Nach einem Vorschlag der Brüsseler Behörde sollen künftig höhere Schulden auch für Investitionen in die Energiewende erlaubt sein. Diese Ausgaben sollen unter eine bereits bestehende Ausnahmeregelung in den EU-Schuldenregeln für Verteidigungsausgaben fallen.
Mit dem Vorhaben will die EU-Kommission mehr Investitionen in die Energiewende ermöglichen. Dazu sollen Maßnahmen zählen, die seit Februar 2026 umgesetzt werden und die Abhängigkeit von importierten fossilen Brennstoffen verringern. Rechnerisch könnte Deutschland dann mehr als 25 Milliarden Euro zusätzlich in entsprechende Energieprojekte investieren.
Schon seit dem vergangenen Jahr dürfen EU-Staaten auf Antrag die Schulden-Obergrenze für Rüstungsinvestitionen übertreten.

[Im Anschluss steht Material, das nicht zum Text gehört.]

//! Analyzer metadata.
//!
//! Each pipeline stage (builder, metrics calculator, detectors, ranker,
//! aggregator) carries an `AnalyzerMetadata` describing what it is.

use crate::domain::Domain;
use serde::{Deserialize, Serialize};

/// Descriptive metadata for a pipeline stage.
#[derive(Clone, Debug, PartialEq, Eq, Serialize, Deserialize)]
pub struct AnalyzerMetadata {
    /// Unique analyzer identifier (e.g., "compliance/structuring").
    pub id: String,

    /// Domain the analyzer belongs to.
    pub domain: Domain,

    /// Human-readable description.
    pub description: String,

    /// Version of the analyzer implementation.
    pub version: u32,
}

impl AnalyzerMetadata {
    /// Create new analyzer metadata.
    #[must_use]
    pub fn new(id: impl Into<String>, domain: Domain) -> Self {
        Self {
            id: id.into(),
            domain,
            description: String::new(),
            version: 1,
        }
    }

    /// Set the description.
    #[must_use]
    pub fn with_description(mut self, description: impl Into<String>) -> Self {
        self.description = description.into();
        self
    }

    /// Set the version.
    #[must_use]
    pub fn with_version(mut self, version: u32) -> Self {
        self.version = version;
        self
    }

    /// Short display name derived from the id.
    ///
    /// `"compliance/circular-flow"` becomes `"CircularFlow"`.
    #[must_use]
    pub fn display_name(&self) -> String {
        let name = self.id.rsplit('/').next().unwrap_or(&self.id);
        to_pascal_case(name)
    }
}

/// Convert a kebab-case or snake_case string to PascalCase.
fn to_pascal_case(s: &str) -> String {
    s.split(|c| c == '-' || c == '_')
        .filter(|part| !part.is_empty())
        .map(|part| {
            let mut chars = part.chars();
            match chars.next() {
                Some(first) => first.to_uppercase().chain(chars).collect::<String>(),
                None => String::new(),
            }
        })
        .collect()
}

#[cfg(test)]
mod tests {
    use super::*;

    #[test]
    fn test_metadata_builder_methods() {
        let meta = AnalyzerMetadata::new("compliance/structuring", Domain::Compliance)
            .with_description("Same-day near-equal transfers")
            .with_version(2);

        assert_eq!(meta.id, "compliance/structuring");
        assert_eq!(meta.domain, Domain::Compliance);
        assert_eq!(meta.version, 2);
    }

    #[test]
    fn test_display_name() {
        let meta = AnalyzerMetadata::new("compliance/circular-flow", Domain::Compliance);
        assert_eq!(meta.display_name(), "CircularFlow");

        let meta = AnalyzerMetadata::new("graph/node_metrics", Domain::GraphAnalytics);
        assert_eq!(meta.display_name(), "NodeMetrics");
    }

    #[test]
    fn test_to_pascal_case() {
        assert_eq!(to_pascal_case("hubs"), "Hubs");
        assert_eq!(to_pascal_case("mixed-snake_case"), "MixedSnakeCase");
    }
}
impl CycleBudgetConfig {
    /// Wall-clock limit as a `Duration`.
    pub fn timeout(&self) -> Duration {
        Duration::from_millis(self.timeout_ms)
    }
}

/// Power-iteration parameters for eigenvector centrality.
#[derive(Debug, Clone, PartialEq, Serialize, Deserialize)]
#[serde(default)]
pub struct EigenvectorConfig {
    /// Iteration cap.
    pub max_iterations: u32,
    /// Per-node convergence tolerance; scaled by node count.
    pub tolerance: f64,
}

impl Default for EigenvectorConfig {
    fn default() -> Self {
        Self {
            max_iterations: 1000,
            tolerance: 1e-6,
        }
    }
}

// ============================================================================
// Analysis Configuration
// ============================================================================

/// Configuration threaded through every stage of a run.
#[derive(Debug, Clone, PartialEq, Serialize, Deserialize)]
#[serde(default)]
pub struct AnalysisConfig {
    /// Minimum total value for a circular-flow alert.
    pub alert_threshold: f64,
    /// Minimum daily total for a structuring alert.
    pub structuring_threshold: f64,
    /// Maximum coefficient of variation for a structuring alert.
    pub structuring_tolerance: f64,
    /// Shortest cycle reported.
    pub min_cycle_length: usize,
    /// Longest cycle explored, unbounded when absent.
    #[serde(skip_serializing_if = "Option::is_none")]
    pub max_cycle_length: Option<usize>,
    /// Hubs returned; 0 returns every entity.
    pub top_n_hubs: usize,
    /// Cycle enumeration caps.
    pub cycle_budget: CycleBudgetConfig,
    /// Self-loop handling.
    pub self_loops: SelfLoopPolicy,
    /// Community detection strategy.
    pub community: CommunityMethod,
    /// Eigenvector centrality parameters.
    pub eigenvector: EigenvectorConfig,
    /// Entities listed per centrality in the graph summary.
    pub summary_top_k: usize,
    /// Logging.
    pub logging: LogConfig,
}

impl Default for AnalysisConfig {
    fn default() -> Self {
        Self {
            alert_threshold: 10_000.0,
            structuring_threshold: 10_000.0,
            structuring_tolerance: 0.1,
            min_cycle_length: 3,
            max_cycle_length: None,
            top_n_hubs: 10,
            cycle_budget: CycleBudgetConfig::default(),
            self_loops: SelfLoopPolicy::Allow,
            community: CommunityMethod::Louvain,
            eigenvector: EigenvectorConfig::default(),
            summary_top_k: 10,
            logging: LogConfig::default(),
        }
    }
}

impl AnalysisConfig {
    /// Create development configuration
    pub fn development() -> Self {
        Self {
            logging: LogConfig::development(),
            ..Default::default()
        }
    }

    /// Create production configuration
    pub fn production() -> Self {
        Self {
            logging: LogConfig::production(),
            ..Default::default()
        }
    }

    /// Load configuration from environment variables.
    ///
    /// `MONEYTRAIL_CONFIG` names an optional TOML file used as the base;
    /// individual `MONEYTRAIL_*` variables override it.
    pub fn from_env() -> Result<Self> {
        let mut config = match std::env::var(format!("{ENV_PREFIX}CONFIG")) {
            Ok(path) => Self::from_file(path)?,
            Err(_) => match std::env::var(format!("{ENV_PREFIX}ENV")).as_deref() {
                Ok("production") | Ok("prod") => Self::production(),
                _ => Self::development(),
            },
        };
        config.apply_overrides(|key| std::env::var(key).ok())?;
        Ok(config)
    }

    /// Apply `MONEYTRAIL_*` overrides from a lookup function.
    pub fn apply_overrides(&mut self, lookup: impl Fn(&str) -> Option<String>) -> Result<()> {
        let get = |name: &str| lookup(&format!("{ENV_PREFIX}{name}"));

        if let Some(v) = get("ALERT_THRESHOLD") {
            self.alert_threshold = parse_var("ALERT_THRESHOLD", &v)?;
        }
        if let Some(v) = get("STRUCTURING_THRESHOLD") {
            self.structuring_threshold = parse_var("STRUCTURING_THRESHOLD", &v)?;
        }
        if let Some(v) = get("STRUCTURING_TOLERANCE") {
            self.structuring_tolerance = parse_var("STRUCTURING_TOLERANCE", &v)?;
        }
        if let Some(v) = get("MIN_CYCLE_LENGTH") {
            self.min_cycle_length = parse_var("MIN_CYCLE_LENGTH", &v)?;
        }
        if let Some(v) = get("MAX_CYCLE_LENGTH") {
            self.max_cycle_length = Some(parse_var("MAX_CYCLE_LENGTH", &v)?);
        }
        if let Some(v) = get("TOP_N_HUBS") {
            self.top_n_hubs = parse_var("TOP_N_HUBS", &v)?;
        }
        if let Some(v) = get("MAX_CYCLES") {
            self.cycle_budget.max_cycles = parse_var("MAX_CYCLES", &v)?;
        }
        if let Some(v) = get("MAX_STEPS") {
            self.cycle_budget.max_steps = parse_var("MAX_STEPS", &v)?;
        }
        if let Some(v) = get("CYCLE_TIMEOUT_MS") {
            self.cycle_budget.timeout_ms = parse_var("CYCLE_TIMEOUT_MS", &v)?;
        }
        if let Some(v) = get("SELF_LOOPS") {
            self.self_loops = v.parse().map_err(AnalysisError::ConfigError)?;
        }
        if let Some(v) = get("COMMUNITY") {
            self.community = v.parse().map_err(AnalysisError::ConfigError)?;
        }
        if let Some(v) = get("LOG_LEVEL") {
            self.logging.level = v.parse::<LogLevel>().map_err(AnalysisError::ConfigError)?;
        }
        if let Some(v) = get("LOG_JSON") {
            self.logging.structured = parse_var("LOG_JSON", &v)?;
        }

        Ok(())
    }

    /// Load configuration from a TOML file
    pub fn from_file(path: impl AsRef<Path>) -> Result<Self> {
        let content = std::fs::read_to_string(path.as_ref())
            .map_err(|e| AnalysisError::ConfigError(format!("Failed to read config: {}", e)))?;

        toml::from_str(&content)
            .map_err(|e| AnalysisError::ConfigError(format!("Failed to parse config: {}", e)))
    }

    /// Save configuration to a TOML file
    pub fn to_file(&self, path: impl AsRef<Path>) -> Result<()> {
        let content = toml::to_string_pretty(self).map_err(|e| {
            AnalysisError::ConfigError(format!("Failed to serialize config: {}", e))
        })?;

        std::fs::write(path.as_ref(), content)
            .map_err(|e| AnalysisError::ConfigError(format!("Failed to write config: {}", e)))?;

        Ok(())
    }

    /// Validate the configuration
    pub fn validate(&self) -> Result<()> {
        non_negative("alert_threshold", self.alert_threshold)?;
        non_negative("structuring_threshold", self.structuring_threshold)?;
        if !(self.structuring_tolerance.is_finite() && self.structuring_tolerance > 0.0) {
            return Err(AnalysisError::config(
                "structuring_tolerance must be a positive number",
            ));
        }
        if self.min_cycle_length == 0 {
            return Err(AnalysisError::config("min_cycle_length must be at least 1"));
        }
        if let Some(max_len) = self.max_cycle_length {
            if max_len < self.min_cycle_length {
                return Err(AnalysisError::config(format!(
                    "max_cycle_length ({}) is below min_cycle_length ({})",
                    max_len, self.min_cycle_length
                )));
            }
        }
        if self.cycle_budget.max_cycles == 0 || self.cycle_budget.max_steps == 0 {
            return Err(AnalysisError::config(
                "cycle_budget limits must be greater than zero",
            ));
        }
        if self.cycle_budget.timeout_ms == 0 {
            return Err(AnalysisError::config("cycle_budget.timeout_ms must be > 0"));
        }
        if self.eigenvector.max_iterations == 0 {
            return Err(AnalysisError::config(
                "eigenvector.max_iterations must be at least 1",
            ));
        }
        if !(self.eigenvector.tolerance.is_finite() && self.eigenvector.tolerance > 0.0) {
            return Err(AnalysisError::config(
                "eigenvector.tolerance must be a positive number",
            ));
        }

        if self.max_cycle_length.is_none() && self.cycle_budget.max_steps == u64::MAX {
            tracing::warn!("Cycle enumeration has neither a length cap nor a step cap");
        }

        Ok(())
    }

    /// Work budget for one cycle enumeration, with its deadline starting now.
    pub fn cycle_work_budget(&self) -> WorkBudget {
        WorkBudget::new(self.cycle_budget.max_cycles, self.cycle_budget.max_steps)
            .with_timeout(self.cycle_budget.timeout())
            .with_max_cycle_length(self.max_cycle_length)
    }

    /// Set the circular-flow alert threshold
    pub fn with_alert_threshold(mut self, threshold: f64) -> Self {
        self.alert_threshold = threshold;
        self
    }

    /// Set structuring threshold and tolerance
    pub fn with_structuring(mut self, threshold: f64, tolerance: f64) -> Self {
        self.structuring_threshold = threshold;
        self.structuring_tolerance = tolerance;
        self
    }

    /// Set the community detection method
    pub fn with_community(mut self, method: CommunityMethod) -> Self {
        self.community = method;
        self
    }
}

Bisher nutzten Deutschland und rund 15 weitere Länder diese Möglichkeit. Sie erlaubt, binnen vier Jahren bis zu 1,5 Prozent des Bruttoinlandsprodukts zusätzlich für Verteidigungsmaßnahmen auszugeben.
Diese Nachricht wurde am 03.06.2026 im Programm Deutschlandfunk gesendet.